Saved entries
------------------------------------

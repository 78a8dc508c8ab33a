//! mediadir CLI binary.
//!
//! This binary provides command-line access to a mediadir store:
//! - List, save, export and delete records by category
//! - Hide and reveal records
//! - Print photo metadata and resolved locations

use clap::Parser;
use mediadir::cli::{Cli, run};
use mediadir::telemetry::init_console_telemetry;

#[tokio::main]
async fn main() -> Result<(), Box<dyn std::error::Error>> {
    let _ = dotenvy::dotenv();

    // Parse command-line arguments
    let cli = Cli::parse();

    init_console_telemetry(cli.verbose)?;

    let mut stdout = std::io::stdout();
    if let Err(e) = run(&cli, &mut stdout).await {
        tracing::error!(error = %e, "Command failed");
        return Err(e.into());
    }

    Ok(())
}
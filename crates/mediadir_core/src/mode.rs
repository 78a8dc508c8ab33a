//! Store access modes.

use serde::{Deserialize, Serialize};

/// How the store exposes its backing objects to this process.
#[derive(
    Debug,
    Clone,
    Copy,
    PartialEq,
    Eq,
    Hash,
    Default,
    Serialize,
    Deserialize,
    strum::EnumString,
    derive_more::Display,
)]
#[serde(rename_all = "lowercase")]
#[strum(serialize_all = "lowercase")]
pub enum StorageMode {
    /// Absolute paths of stored objects are visible
    #[display("legacy")]
    Legacy,
    /// Sandboxed access: absolute paths are withheld
    #[default]
    #[display("scoped")]
    Scoped,
}

impl StorageMode {
    /// Whether absolute path hints are reported for records.
    pub fn exposes_paths(&self) -> bool {
        matches!(self, StorageMode::Legacy)
    }
}
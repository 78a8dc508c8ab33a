//! Category-scoped content store for mediadir.
//!
//! This crate resolves logical media categories to store locations and runs
//! record operations against a pluggable [`ContentProvider`]: lookups,
//! placeholder inserts, stream copies, pending-flag control and permission
//! recovery for mutations the store denies recoverably.
//!
//! # Features
//!
//! - **Parameterized queries**: caller text only ever travels as bound arguments
//! - **Lazy, restartable listing**: queries run when streamed and release their
//!   cursor when dropped
//! - **Pluggable providers**: in-memory and filesystem providers are bundled
//! - **Explicit recovery**: parked mutations live in a caller-visible table
//!
//! # Example
//!
//! ```rust
//! use std::sync::Arc;
//! use futures::TryStreamExt;
//! use mediadir_core::MediaCategory;
//! use mediadir_storage::{ContentRecordStore, InMemoryProvider, StreamTransfer};
//!
//! # async fn example() -> Result<(), Box<dyn std::error::Error>> {
//! let store = ContentRecordStore::new(Arc::new(InMemoryProvider::default()));
//! let transfer = StreamTransfer::new(store.clone());
//!
//! transfer
//!     .save_stream_to_category(MediaCategory::Documents, &b"%PDF-1.7"[..], "q1.pdf", Some("reports"))
//!     .await?;
//!
//! let records: Vec<_> = store
//!     .query_all(MediaCategory::Documents, Some("reports"), None)
//!     .stream()
//!     .try_collect()
//!     .await?;
//! assert_eq!(records.len(), 1);
//! assert_eq!(*records[0].size(), 8);
//! # Ok(())
//! # }
//! ```

#![forbid(unsafe_code)]
#![warn(missing_docs)]

mod filesystem;
mod index;
mod memory;
mod photo;
mod provider;
mod query;
mod records;
mod recovery;
mod transfer;
mod visibility;

pub use filesystem::FileSystemProvider;
pub use memory::{ForeignAccess, InMemoryProvider};
pub use photo::{PhotoMetadataReader, parse_photo_exif};
pub use provider::{ContentProvider, ReadStream, Row, RowCursor, Value, VecCursor, WriteStream};
pub use query::{
    LIKE_ESCAPE, Lookup, Operator, Predicate, QueryBuilder, Selection, escape_like,
};
pub use records::{ContentRecordStore, RecordQuery, decode_record};
pub use recovery::{
    AwaitingGrant, CorrelationCode, GrantDecision, Mutation, MutationOutcome, PermissionBroker,
    PermissionRecoveryFlow, RecoveryState,
};
pub use transfer::{DEFAULT_BUFFER_SIZE, StreamTransfer};
pub use visibility::VisibilityGate;

pub use mediadir_error::{GrantRequest, StoreError, StoreErrorKind};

------------------------------------

> TASK OBJECTIVE
Check each line above for "mutations" and please state only how many have it.

> EXERCISE RESULT
2